Na Hora de Comprar: Você Quer ou Você Precisa?

Janaina Chiaradia


In Loco: transmitindo informações e compartilhando experiências.

Da série: pare, olhe, invista!

Por Hildebrando Matheus Pinheiro…

Mais uma da série, que vem causando impacto na sociedade, e que, veio da troca de conversas com o profissional na área financeira, Hildebrando Matheus e seus convidados… cada qual na sua área de atuação e com seus estudos… auxiliando a sociedade na arte de saber investir, mesmo em meio a pandemia instaurada.

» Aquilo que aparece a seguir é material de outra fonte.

use std::fs;
use std::path::Path;

use clap::Parser;
use indicatif::ParallelProgressIterator;
use polars::prelude::*;
use rayon::prelude::*;

use crate::codebook::Codebook;
use crate::prelude::*;
use crate::source::SourceTable;
use crate::{derive, export, merge};

const PBAR_LOAD: &str =
    "Loading sources: {human_pos} ({percent}%) | \
        elapsed: {elapsed_precise}{msg}";

/// Build the dataset: load, standardize and convert all sources,
/// merge them into one wide table, derive per-capita/per-GDP columns
/// and export CSV, XLSX, JSON and the codebook.
#[derive(Debug, Default, Parser)]
pub(crate) struct Build {
    /// Run verbosely. Print additional progress information to the
    /// standard error stream. This option conflicts with the
    /// `--quiet` option.
    #[arg(short, long, conflicts_with = "quiet")]
    verbose: bool,

    /// Operate quietly; do not show progress. This option conflicts
    /// with the `--verbose` option.
    #[arg(short, long, conflicts_with = "verbose")]
    quiet: bool,

    /// Fail the build if any source contains entity labels without
    /// an alias rule. By default unmapped labels are reported and
    /// their rows excluded from the output.
    #[arg(long)]
    strict: bool,
}

fn entity_metadata(path: &Path) -> Co2setResult<DataFrame> {
    let meta = CsvReadOptions::default()
        .with_has_header(true)
        .try_into_reader_with_file_path(Some(path.into()))?
        .finish()?
        .lazy()
        .select([
            col("entity").cast(DataType::String),
            col("iso_code").cast(DataType::String),
        ])
        .collect()?;

    if meta.column("entity")?.n_unique()? != meta.height() {
        bail!(
            "entity metadata '{}' contains duplicate entities",
            path.display()
        );
    }

    Ok(meta)
}

impl Build {
    pub(crate) fn execute(self) -> Co2setResult<()> {
        let project = Project::discover()?;
        let base_dir = project.base_dir();
        let config = project.config()?;

        if config.sources.is_empty() {
            bail!("no sources configured");
        }

        let pbar = ProgressBarBuilder::new(PBAR_LOAD, self.quiet)
            .len(config.sources.len() as u64)
            .build();

        let tables = config
            .sources
            .par_iter()
            .progress_with(pbar)
            .map(|spec| SourceTable::load(spec, base_dir))
            .collect::<Result<Vec<_>, _>>()?;

        let mut sources = vec![];
        let mut excluded = 0;

        for (table, unmapped) in tables {
            if !unmapped.is_empty() {
                if self.strict {
                    bail!(
                        "source '{}' contains {} unmapped entity \
                        labels (e.g. '{}')",
                        table.name,
                        unmapped.len(),
                        unmapped[0],
                    );
                }

                eprintln!(
                    "warning: source '{}' contains {} unmapped \
                    entity labels; their rows are excluded:",
                    table.name,
                    unmapped.len(),
                );
                for label in unmapped.iter() {
                    eprintln!("  - {label}");
                }

                excluded += unmapped.len();
            }

            sources.push(table);
        }

        let df = merge::merge(sources)?;
        let df = derive::apply(df, &config.derived)?;

        let mut lf = df.lazy();
        let mut first_columns = vec!["entity", "year"];

        if let Some(ref entities) = config.entities {
            let meta =
                entity_metadata(&base_dir.join(&entities.path))?;
            lf = lf.join(
                meta.lazy(),
                [col("entity")],
                [col("entity")],
                JoinArgs::new(JoinType::Left),
            );
            first_columns.push("iso_code");
        }

        let df = lf.collect()?;

        // deterministic output: index columns first, metric columns
        // sorted by name, rows sorted by (entity, year)
        let mut metric_columns: Vec<String> = df
            .get_column_names()
            .into_iter()
            .filter(|name| !first_columns.contains(name))
            .map(String::from)
            .collect();
        metric_columns.sort_unstable();

        let mut selection: Vec<Expr> =
            first_columns.iter().map(|name| col(name)).collect();
        selection
            .extend(metric_columns.iter().map(|name| col(name)));

        let mut df = df
            .lazy()
            .select(selection)
            .with_columns([dtype_col(&DataType::Float64).round(3)])
            .sort(["entity", "year"], Default::default())
            .collect()?;

        let columns: Vec<String> = df
            .get_column_names()
            .into_iter()
            .map(String::from)
            .collect();
        let codebook = Codebook::new(&config, &columns)?;
        let mut codebook = codebook.to_frame()?;

        let output_dir = project.output_dir();
        if !output_dir.exists() {
            fs::create_dir_all(&output_dir)?;
        }

        export::write_csv(
            &mut df,
            &output_dir.join(Project::DATA_CSV),
        )?;
        export::write_xlsx(
            &df,
            &codebook,
            &output_dir.join(Project::DATA_XLSX),
        )?;
        export::write_json(
            &df,
            &["iso_code"],
            &output_dir.join(Project::DATA_JSON),
        )?;
        export::write_codebook(
            &mut codebook,
            &output_dir.join(Project::CODEBOOK),
        )?;

        if self.verbose {
            eprintln!(
                "built '{}' {}: {} rows, {} columns, {} unmapped \
                labels excluded",
                config.metadata.name,
                config.metadata.version,
                df.height(),
                df.width(),
                excluded,
            );
        }

        Ok(())
    }
}
use std::fs::File;
use std::io::{stdout, Write};
use std::path::PathBuf;

use clap::CommandFactory;
use clap_complete::{generate, Shell};

use crate::cli::Args;
use crate::prelude::*;

/// Generate completion scripts for various shells.
#[derive(Debug, clap::Parser)]
pub(crate) struct Completions {
    /// Write output to `filename` instead of `stdout`.
    #[arg(long, short, value_name = "filename")]
    output: Option<PathBuf>,

    /// Shell for which a completion script is to be generated.
    #[arg(value_name = "shell")]
    shell: Shell,
}

impl Completions {
    pub(crate) fn execute(self) -> Co2setResult<()> {
        let mut cmd = Args::command();
        let mut wtr: Box<dyn Write> = match self.output {
            Some(path) => Box::new(File::create(path)?),
            None => Box::new(stdout().lock()),
        };

        generate(self.shell, &mut cmd, "co2set", &mut wtr);
        wtr.flush()?;
        Ok(())
    }
}
use std::path::Path;

#[inline]
pub(crate) fn relpath<P1, P2>(path: P1, prefix: P2) -> String
where
    P1: AsRef<Path>,
    P2: AsRef<Path>,
{
    path.as_ref()
        .strip_prefix(prefix)
        .expect("valid prefix")
        .to_str()
        .unwrap()
        .into()
}
pub(crate) type Co2setResult<T> = Result<T, Co2setError>;

macro_rules! bail {
    ($($arg:tt)*) => {{
        return Err(Co2setError::Other(format!($($arg)*)));
    }};
}

pub(crate) use bail;

#[derive(Debug, thiserror::Error)]
pub(crate) enum Co2setError {
    #[error(transparent)]
    IO(#[from] std::io::Error),

    #[error(transparent)]
    Toml(#[from] toml::de::Error),

    #[error(transparent)]
    Csv(#[from] csv::Error),

    #[error(transparent)]
    Polars(#[from] polars::error::PolarsError),

    #[error(transparent)]
    Json(#[from] serde_json::Error),

    #[error(transparent)]
    Xlsx(#[from] rust_xlsxwriter::XlsxError),

    #[error("{0}")]
    Other(String),
}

Vamos aos diálogos da semana, afinal, você já pensou em:

Na Hora de Comprar: Você Quer ou Você Precisa?

POR ANDRESSA BAILÃO [1] E HILDEBRANDO MATHEUS [2]

O consumismo é a busca de uma felicidade que nunca é encontrada. Pode ser definido como um estilo de vida orientado por uma crescente propensão ao consumo de bens ou serviços, no geral, supérfluos em razão do seu significado simbólico (prazer, sucesso, felicidade); frequentemente atribuído pelos meios de comunicação social. São muitos os motivos que levam ao consumismo compulsivo, mas entre eles está a busca pela aceitação social pela mera aparência ou uma válvula de escape para alguma frustração e ansiedade. Tais sensações podem ser descritas por frases como:  “Sabe quando você encontra alguém bonito e ele sorri e seu coração fica igual manteiga derretida em cima da torrada? É assim que eu me sinto quando vejo uma loja…” ou “um homem nunca vai te amar ou te tratar tão bem quanto uma loja. Se homem não combina com você não dá pra trocar ele sete dias depois por um suéter de ‘cachemir’ maravilhoso.”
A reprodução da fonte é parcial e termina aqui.